*RECORD EXCERPTS:*
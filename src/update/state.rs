use std::fmt;
use std::str::FromStr;

/// Persisted auto-update flags read by menu construction.
#[derive(Debug, Clone, Copy, PartialEq, Eq, Default)]
pub struct UpdateState {
    pub update_downloading: bool,
    pub update_downloaded: bool,
    pub auto_update_enabled: bool,
}

/// The four events an updater can report.
#[derive(Debug, Clone, Copy, PartialEq, Eq)]
pub enum UpdateTransition {
    UpdateAvailable,
    UpdateNotAvailable,
    UpdateDownloaded,
    ErrorClose,
}

impl UpdateTransition {
    pub const ALL: [UpdateTransition; 4] = [
        UpdateTransition::UpdateAvailable,
        UpdateTransition::UpdateNotAvailable,
        UpdateTransition::UpdateDownloaded,
        UpdateTransition::ErrorClose,
    ];

    pub fn name(self) -> &'static str {
        match self {
            UpdateTransition::UpdateAvailable => "update-available",
            UpdateTransition::UpdateNotAvailable => "update-not-available",
            UpdateTransition::UpdateDownloaded => "update-downloaded",
            UpdateTransition::ErrorClose => "error-close",
        }
    }

    /// New `(update_downloading, update_downloaded)`; `None` leaves a flag as is.
    pub fn flags(self) -> (Option<bool>, Option<bool>) {
        match self {
            UpdateTransition::UpdateAvailable => (Some(true), None),
            UpdateTransition::UpdateNotAvailable => (Some(false), None),
            UpdateTransition::UpdateDownloaded => (Some(false), Some(true)),
            UpdateTransition::ErrorClose => (Some(false), Some(false)),
        }
    }

    pub fn apply(self, state: UpdateState) -> UpdateState {
        let (downloading, downloaded) = self.flags();
        UpdateState {
            update_downloading: downloading.unwrap_or(state.update_downloading),
            update_downloaded: downloaded.unwrap_or(state.update_downloaded),
            ..state
        }
    }
}

impl fmt::Display for UpdateTransition {
    fn fmt(&self, f: &mut fmt::Formatter<'_>) -> fmt::Result {
        f.write_str(self.name())
    }
}

#[derive(Debug, Clone, PartialEq, Eq, thiserror::Error)]
#[error("unknown update transition '{0}'")]
pub struct UnknownTransition(pub String);

impl FromStr for UpdateTransition {
    type Err = UnknownTransition;

    fn from_str(s: &str) -> Result<Self, Self::Err> {
        Self::ALL
            .into_iter()
            .find(|t| t.name() == s)
            .ok_or_else(|| UnknownTransition(s.to_string()))
    }
}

*WORK ORDER:* At the line containing "#[derive(Debug, Clone, Copy, PartialEq, Eq)]", start transcribing exactly, and continue through the last line of the listing. Stop there and add nothing.

*RESULT OF THE TASK:*
#[derive(Debug, Clone, Copy, PartialEq, Eq)]
pub enum UpdateTransition {
    UpdateAvailable,
    UpdateNotAvailable,
    UpdateDownloaded,
    ErrorClose,
}

impl UpdateTransition {
    pub const ALL: [UpdateTransition; 4] = [
        UpdateTransition::UpdateAvailable,
        UpdateTransition::UpdateNotAvailable,
        UpdateTransition::UpdateDownloaded,
        UpdateTransition::ErrorClose,
    ];

    pub fn name(self) -> &'static str {
        match self {
            UpdateTransition::UpdateAvailable => "update-available",
            UpdateTransition::UpdateNotAvailable => "update-not-available",
            UpdateTransition::UpdateDownloaded => "update-downloaded",
            UpdateTransition::ErrorClose => "error-close",
        }
    }

    /// New `(update_downloading, update_downloaded)`; `None` leaves a flag as is.
    pub fn flags(self) -> (Option<bool>, Option<bool>) {
        match self {
            UpdateTransition::UpdateAvailable => (Some(true), None),
            UpdateTransition::UpdateNotAvailable => (Some(false), None),
            UpdateTransition::UpdateDownloaded => (Some(false), Some(true)),
            UpdateTransition::ErrorClose => (Some(false), Some(false)),
        }
    }

    pub fn apply(self, state: UpdateState) -> UpdateState {
        let (downloading, downloaded) = self.flags();
        UpdateState {
            update_downloading: downloading.unwrap_or(state.update_downloading),
            update_downloaded: downloaded.unwrap_or(state.update_downloaded),
            ..state
        }
    }
}

impl fmt::Display for UpdateTransition {
    fn fmt(&self, f: &mut fmt::Formatter<'_>) -> fmt::Result {
        f.write_str(self.name())
    }
}

#[derive(Debug, Clone, PartialEq, Eq, thiserror::Error)]
#[error("unknown update transition '{0}'")]
pub struct UnknownTransition(pub String);

impl FromStr for UpdateTransition {
    type Err = UnknownTransition;

    fn from_str(s: &str) -> Result<Self, Self::Err> {
        Self::ALL
            .into_iter()
            .find(|t| t.name() == s)
            .ok_or_else(|| UnknownTransition(s.to_string()))
    }
}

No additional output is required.